Emma is a different approach to plagiarism detection in that it doesn’t detect plagiarism at all. Instead, Emma is an AI that aims to detect authorship. It learns the patterns of an author and aims to guess if another piece is or is not written by the same person.
Curious about the idea, I decided to put Emma to the test and take part of its gamification beta.
What I learned is that, while the idea may be interesting, it’s a long way from definitely telling who truly authored a piece.
The Idea Behind Emma
The idea behind Emma is fairly straightforward: People tend to write in largely the same way.
This is something that human beings are are often able to pick up on quickly. For example, if you read a piece by Herman Melville and a piece by Charles Dickens and most would have no trouble distinguishing between the two authors if you were familiar with their writing.
Emma is an attempt to reproduce that intuition through AI. It works by analyzing an author’s writing with some 50 different parameters to determine their writing style and then compare it against unknown works and provide a thumbs up or thumbs down.
Currently, this is achieved by feeding Emma a large amount of content from the author, about 5,000 words, and then submitting a string of unknown documents to have Emma guess the authorship. The idea is that you feed the AI enough information to learn the author’s style it can then guess whether a new work was created by them.
Ideally, the creators of Emma would like this to be useful for a variety of purposes including letting educators spot plagiarism, allowing lawyers to prove authorship and even enable law enforcement to spot authors of blackmail notes.
However, my brief experiment found that, while impressive, the technology was far from definitive.
To test Emma, I decided to use myself as the subject. Since I have many thousands of words of my own writing in my Google Docs, it was an easy source for me to pull from.
When I first signed into to Emma, it asked me to first feed it 5,000 words of my writing. I did this by providing it first a lengthy diary entry that’s still in progress and a series of shorter articles I’ve written on plagiarism and copyright issues.
After I reached the requisite 5,000 words, Emma said it was ready to start analyzing unknown works.
At first I fed it two other articles that I had written, in both cases it came back saying that they were mine. In both cases, Emma was startling certain of my authorship, giving me 97 and 100 percent certainty on them respectively.

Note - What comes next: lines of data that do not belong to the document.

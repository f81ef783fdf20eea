use chrono::{DateTime, Duration, Utc};
use serde::{Deserialize, Serialize};

/// A sensor metric an alert rule can target.
///
/// Wire names follow the measurement JSON fields (`pH`, `qualityScore`).
/// Density is intentionally absent: it is a derived display field, not an
/// alertable metric.
///
/// # Examples
///
/// ```
/// use tankmon_common::types::Metric;
///
/// let m: Metric = "pH".parse().unwrap();
/// assert_eq!(m, Metric::Ph);
/// assert_eq!(m.to_string(), "pH");
/// ```
#[derive(Debug, Clone, Copy, PartialEq, Eq, Serialize, Deserialize, utoipa::ToSchema)]
pub enum Metric {
    #[serde(rename = "temperature")]
    Temperature,
    #[serde(rename = "pH")]
    Ph,
    #[serde(rename = "weight")]
    Weight,
    #[serde(rename = "volume")]
    Volume,
    #[serde(rename = "qualityScore")]
    QualityScore,
}

impl std::fmt::Display for Metric {
    fn fmt(&self, f: &mut std::fmt::Formatter<'_>) -> std::fmt::Result {
        match self {
            Metric::Temperature => write!(f, "temperature"),
            Metric::Ph => write!(f, "pH"),
            Metric::Weight => write!(f, "weight"),
            Metric::Volume => write!(f, "volume"),
            Metric::QualityScore => write!(f, "qualityScore"),
        }
    }
}

impl std::str::FromStr for Metric {
    type Err = String;

    fn from_str(s: &str) -> Result<Self, Self::Err> {
        match s {
            "temperature" => Ok(Metric::Temperature),
            "pH" => Ok(Metric::Ph),
            "weight" => Ok(Metric::Weight),
            "volume" => Ok(Metric::Volume),
            "qualityScore" => Ok(Metric::QualityScore),
            _ => Err(format!("unknown metric: {s}")),
        }
    }
}

/// Threshold comparison operator.
#[derive(Debug, Clone, Copy, PartialEq, Eq, Serialize, Deserialize, utoipa::ToSchema)]
pub enum CompareOp {
    #[serde(rename = ">")]
    Gt,
    #[serde(rename = ">=")]
    Gte,
    #[serde(rename = "<")]
    Lt,
    #[serde(rename = "<=")]
    Lte,
}

impl CompareOp {
    pub fn check(&self, value: f64, threshold: f64) -> bool {
        match self {
            CompareOp::Gt => value > threshold,
            CompareOp::Gte => value >= threshold,
            CompareOp::Lt => value < threshold,
            CompareOp::Lte => value <= threshold,
        }
    }
}

impl std::fmt::Display for CompareOp {
    fn fmt(&self, f: &mut std::fmt::Formatter<'_>) -> std::fmt::Result {
        match self {
            CompareOp::Gt => write!(f, ">"),
            CompareOp::Gte => write!(f, ">="),
            CompareOp::Lt => write!(f, "<"),
            CompareOp::Lte => write!(f, "<="),
        }
    }
}

impl std::str::FromStr for CompareOp {
    type Err = String;

    fn from_str(s: &str) -> Result<Self, Self::Err> {
        match s {
            ">" => Ok(CompareOp::Gt),
            ">=" => Ok(CompareOp::Gte),
            "<" => Ok(CompareOp::Lt),
            "<=" => Ok(CompareOp::Lte),
            _ => Err(format!("unknown compare operator: {s}")),
        }
    }
}

/// Alert rule lifecycle status.
#[derive(Debug, Clone, Copy, PartialEq, Eq, Serialize, Deserialize, utoipa::ToSchema)]
#[serde(rename_all = "lowercase")]
pub enum AlertStatus {
    Active,
    Paused,
}

impl std::fmt::Display for AlertStatus {
    fn fmt(&self, f: &mut std::fmt::Formatter<'_>) -> std::fmt::Result {
        match self {
            AlertStatus::Active => write!(f, "active"),
            AlertStatus::Paused => write!(f, "paused"),
        }
    }
}

impl std::str::FromStr for AlertStatus {
    type Err = String;

    fn from_str(s: &str) -> Result<Self, Self::Err> {
        match s {
            "active" => Ok(AlertStatus::Active),
            "paused" => Ok(AlertStatus::Paused),
            _ => Err(format!("unknown alert status: {s}")),
        }
    }
}

/// Notification delivery target.
#[derive(Debug, Clone, Copy, PartialEq, Eq, Serialize, Deserialize, utoipa::ToSchema)]
#[serde(rename_all = "lowercase")]
pub enum Channel {
    Inapp,
    Webhook,
}

/// One persisted sensor reading from a container. Immutable after ingestion;
/// `density` and `quality_score` are derived at ingestion time and may be
/// absent for legacy rows.
#[derive(Debug, Clone, Serialize, Deserialize, utoipa::ToSchema)]
#[serde(rename_all = "camelCase")]
pub struct Measurement {
    pub id: String,
    pub container_id: String,
    pub container_name: String,
    pub temperature: f64,
    #[serde(rename = "pH")]
    pub ph: f64,
    pub weight: f64,
    pub volume: f64,
    pub density: Option<f64>,
    pub quality_score: Option<f64>,
    pub timestamp: DateTime<Utc>,
}

impl Measurement {
    /// Read the value backing an alertable metric.
    ///
    /// Returns `None` when the metric has no value on this measurement
    /// (e.g. a missing derived quality score); callers must also reject
    /// non-finite values before comparing.
    pub fn metric_value(&self, metric: Metric) -> Option<f64> {
        match metric {
            Metric::Temperature => Some(self.temperature),
            Metric::Ph => Some(self.ph),
            Metric::Weight => Some(self.weight),
            Metric::Volume => Some(self.volume),
            Metric::QualityScore => self.quality_score,
        }
    }
}

/// A user-defined threshold alert rule.
///
/// `container_id == None` scopes the rule to every container; each
/// container's measurements are still evaluated independently.
#[derive(Debug, Clone, Serialize, Deserialize, utoipa::ToSchema)]
#[serde(rename_all = "camelCase")]
pub struct AlertRule {
    pub id: String,
    pub name: String,
    pub container_id: Option<String>,
    pub metric: Metric,
    pub operator: CompareOp,
    pub threshold: f64,
    /// Violation must hold continuously for this long before firing.
    #[serde(rename = "durationSec")]
    pub duration_secs: i64,
    /// Minimum seconds between repeated firings.
    #[serde(rename = "cooldownSec")]
    pub cooldown_secs: i64,
    pub status: AlertStatus,
    pub last_triggered_at: Option<DateTime<Utc>>,
    pub channels: Vec<Channel>,
    pub webhook_url: Option<String>,
    pub created_at: DateTime<Utc>,
    pub updated_at: DateTime<Utc>,
}

impl AlertRule {
    /// True while the rule is inside its cooldown window relative to `now`.
    pub fn within_cooldown(&self, now: DateTime<Utc>) -> bool {
        self.last_triggered_at
            .is_some_and(|last| now - last < Duration::seconds(self.cooldown_secs))
    }
}

/// A fired-alert record. `value`, `operator` and `threshold` are snapshots
/// taken at fire time; editing the rule afterwards does not rewrite history.
#[derive(Debug, Clone, Serialize, Deserialize, utoipa::ToSchema)]
#[serde(rename_all = "camelCase")]
pub struct Notification {
    pub id: String,
    pub alert_id: String,
    pub container_id: Option<String>,
    pub metric: Metric,
    pub value: f64,
    pub operator: CompareOp,
    pub threshold: f64,
    pub message: String,
    pub at: DateTime<Utc>,
}
use serde::{Deserialize, Serialize};
use tankmon_common::types::{Channel, CompareOp, Metric};

#[derive(Debug, Clone, Serialize, Deserialize)]
pub struct ServerConfig {
    #[serde(default = "default_http_port")]
    pub http_port: u16,

    /// CORS allowed origins; empty allows every origin (development mode).
    #[serde(default)]
    pub cors_allowed_origins: Vec<String>,

    #[serde(default)]
    pub database: DatabaseConfig,
    #[serde(default)]
    pub alerts: AlertsConfig,
    #[serde(default)]
    pub stream: StreamConfig,
}

impl Default for ServerConfig {
    fn default() -> Self {
        Self {
            http_port: default_http_port(),
            cors_allowed_origins: Vec::new(),
            database: DatabaseConfig::default(),
            alerts: AlertsConfig::default(),
            stream: StreamConfig::default(),
        }
    }
}

#[derive(Debug, Clone, Serialize, Deserialize)]
pub struct DatabaseConfig {
    /// Full connection URL, e.g. `sqlite://data/tankmon.db?mode=rwc`.
    #[serde(default = "default_db_url")]
    pub url: String,
    /// Local directory for the SQLite file; created on startup.
    #[serde(default = "default_data_dir")]
    pub data_dir: String,
}

impl Default for DatabaseConfig {
    fn default() -> Self {
        Self {
            url: default_db_url(),
            data_dir: default_data_dir(),
        }
    }
}

#[derive(Debug, Clone, Serialize, Deserialize)]
pub struct AlertsConfig {
    /// Cooldown applied when a rule is created without one.
    #[serde(default = "default_cooldown_secs")]
    pub default_cooldown_secs: i64,
}

impl Default for AlertsConfig {
    fn default() -> Self {
        Self {
            default_cooldown_secs: default_cooldown_secs(),
        }
    }
}

#[derive(Debug, Clone, Serialize, Deserialize)]
pub struct StreamConfig {
    /// Interval between SSE keep-alive comments.
    #[serde(default = "default_keep_alive_secs")]
    pub keep_alive_secs: u64,
}

impl Default for StreamConfig {
    fn default() -> Self {
        Self {
            keep_alive_secs: default_keep_alive_secs(),
        }
    }
}

// ---- Rules seed file types (used by the `init-rules` CLI subcommand) ----

#[derive(Debug, Clone, Serialize, Deserialize)]
pub struct RulesSeedFile {
    #[serde(default)]
    pub rules: Vec<SeedAlertRule>,
}

#[derive(Debug, Clone, Serialize, Deserialize)]
#[serde(rename_all = "camelCase")]
pub struct SeedAlertRule {
    pub name: String,
    #[serde(default)]
    pub container_id: Option<String>,
    pub metric: Metric,
    pub operator: CompareOp,
    pub threshold: f64,
    #[serde(default, rename = "durationSec")]
    pub duration_secs: i64,
    #[serde(default, rename = "cooldownSec")]
    pub cooldown_secs: Option<i64>,
    #[serde(default)]
    pub channels: Option<Vec<Channel>>,
    #[serde(default)]
    pub webhook_url: Option<String>,
}

fn default_http_port() -> u16 {
    8080
}

fn default_db_url() -> String {
    "sqlite://data/tankmon.db?mode=rwc".to_string()
}

fn default_data_dir() -> String {
    "data".to_string()
}

fn default_cooldown_secs() -> i64 {
    300
}

fn default_keep_alive_secs() -> u64 {
    25
}

impl ServerConfig {
    pub fn load(path: &str) -> anyhow::Result<Self> {
        let content = std::fs::read_to_string(path)?;
        let config: Self = toml::from_str(&content)?;
        Ok(config)
    }
}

It was then I decided to throw Emma some curveballs. I first fed it a non-fiction story where I recalled something from my distant past (though it was written recently). In that case, Emma reported it was not likely mine. I then did the same with a recent case study I had written for a client and, once again, Emma did not recognize it as my own.
After analyzing 5,000 words of my work and four additional documents, Emma was 2-2.
I then fed Emma 2 more documents, neither written by me. The first was a blog post from my partner and the second was a blog post from another copyright blogger. In both cases Emma correctly recognized that they were not from me, bringing the final score to 4-2.
Though this is an admittedly limited sample size, it does point to some pretty significant limitations of Emma.
My Impressions on Emma
To be clear, Emma’s technology is very impressive. Authorship is one of the toughest things for an AI to crack and to have any success here is worth applauding.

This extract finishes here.